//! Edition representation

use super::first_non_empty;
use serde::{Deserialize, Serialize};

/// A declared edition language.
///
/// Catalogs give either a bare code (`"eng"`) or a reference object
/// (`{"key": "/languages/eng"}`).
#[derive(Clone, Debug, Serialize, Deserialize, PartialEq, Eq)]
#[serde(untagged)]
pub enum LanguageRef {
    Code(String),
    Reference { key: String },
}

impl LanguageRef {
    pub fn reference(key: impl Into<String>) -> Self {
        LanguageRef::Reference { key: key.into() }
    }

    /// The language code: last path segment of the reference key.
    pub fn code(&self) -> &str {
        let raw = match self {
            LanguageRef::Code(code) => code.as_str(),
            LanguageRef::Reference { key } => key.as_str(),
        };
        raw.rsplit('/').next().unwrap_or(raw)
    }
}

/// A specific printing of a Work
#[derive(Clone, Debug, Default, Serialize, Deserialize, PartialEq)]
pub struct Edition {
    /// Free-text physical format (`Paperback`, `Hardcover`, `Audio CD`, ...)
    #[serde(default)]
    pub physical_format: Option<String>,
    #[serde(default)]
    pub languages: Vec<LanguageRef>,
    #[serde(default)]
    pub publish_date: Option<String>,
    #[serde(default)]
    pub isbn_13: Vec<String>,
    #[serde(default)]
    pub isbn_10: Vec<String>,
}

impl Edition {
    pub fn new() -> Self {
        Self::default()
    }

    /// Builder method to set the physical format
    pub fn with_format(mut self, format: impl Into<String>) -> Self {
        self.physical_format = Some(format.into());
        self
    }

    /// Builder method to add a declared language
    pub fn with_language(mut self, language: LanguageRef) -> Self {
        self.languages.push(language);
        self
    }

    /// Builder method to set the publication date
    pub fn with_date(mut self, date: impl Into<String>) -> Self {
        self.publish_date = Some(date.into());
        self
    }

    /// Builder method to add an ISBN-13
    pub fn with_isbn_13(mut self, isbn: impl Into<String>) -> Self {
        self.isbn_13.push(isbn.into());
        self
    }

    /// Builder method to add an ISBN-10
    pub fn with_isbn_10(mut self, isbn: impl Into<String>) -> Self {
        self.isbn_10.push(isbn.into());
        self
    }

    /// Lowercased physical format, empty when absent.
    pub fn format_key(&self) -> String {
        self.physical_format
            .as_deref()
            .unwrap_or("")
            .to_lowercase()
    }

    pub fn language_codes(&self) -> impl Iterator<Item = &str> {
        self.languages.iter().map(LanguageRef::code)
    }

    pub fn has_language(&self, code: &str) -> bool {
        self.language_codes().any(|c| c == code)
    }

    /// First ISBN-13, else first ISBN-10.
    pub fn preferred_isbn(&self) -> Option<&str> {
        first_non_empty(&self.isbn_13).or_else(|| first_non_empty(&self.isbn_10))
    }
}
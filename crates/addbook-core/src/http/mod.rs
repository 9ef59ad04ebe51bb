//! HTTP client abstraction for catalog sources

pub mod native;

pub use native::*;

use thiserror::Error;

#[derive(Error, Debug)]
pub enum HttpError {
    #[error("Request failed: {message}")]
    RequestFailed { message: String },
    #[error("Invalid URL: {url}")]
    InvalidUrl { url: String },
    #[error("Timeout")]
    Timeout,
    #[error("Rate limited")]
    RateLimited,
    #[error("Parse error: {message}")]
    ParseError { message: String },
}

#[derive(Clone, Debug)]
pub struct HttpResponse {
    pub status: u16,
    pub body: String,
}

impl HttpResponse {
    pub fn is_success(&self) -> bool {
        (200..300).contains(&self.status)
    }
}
□ □ □
Your instructions: Of the entries above, repeat exactly the lines between the line with "self.languages.iter().map(LanguageRef::code)" and the line with "pub fn preferred_isbn(&self)", inclusive, and no others.

Response below:
        self.languages.iter().map(LanguageRef::code)
    }

    pub fn has_language(&self, code: &str) -> bool {
        self.language_codes().any(|c| c == code)
    }

    /// First ISBN-13, else first ISBN-10.
    pub fn preferred_isbn(&self) -> Option<&str> {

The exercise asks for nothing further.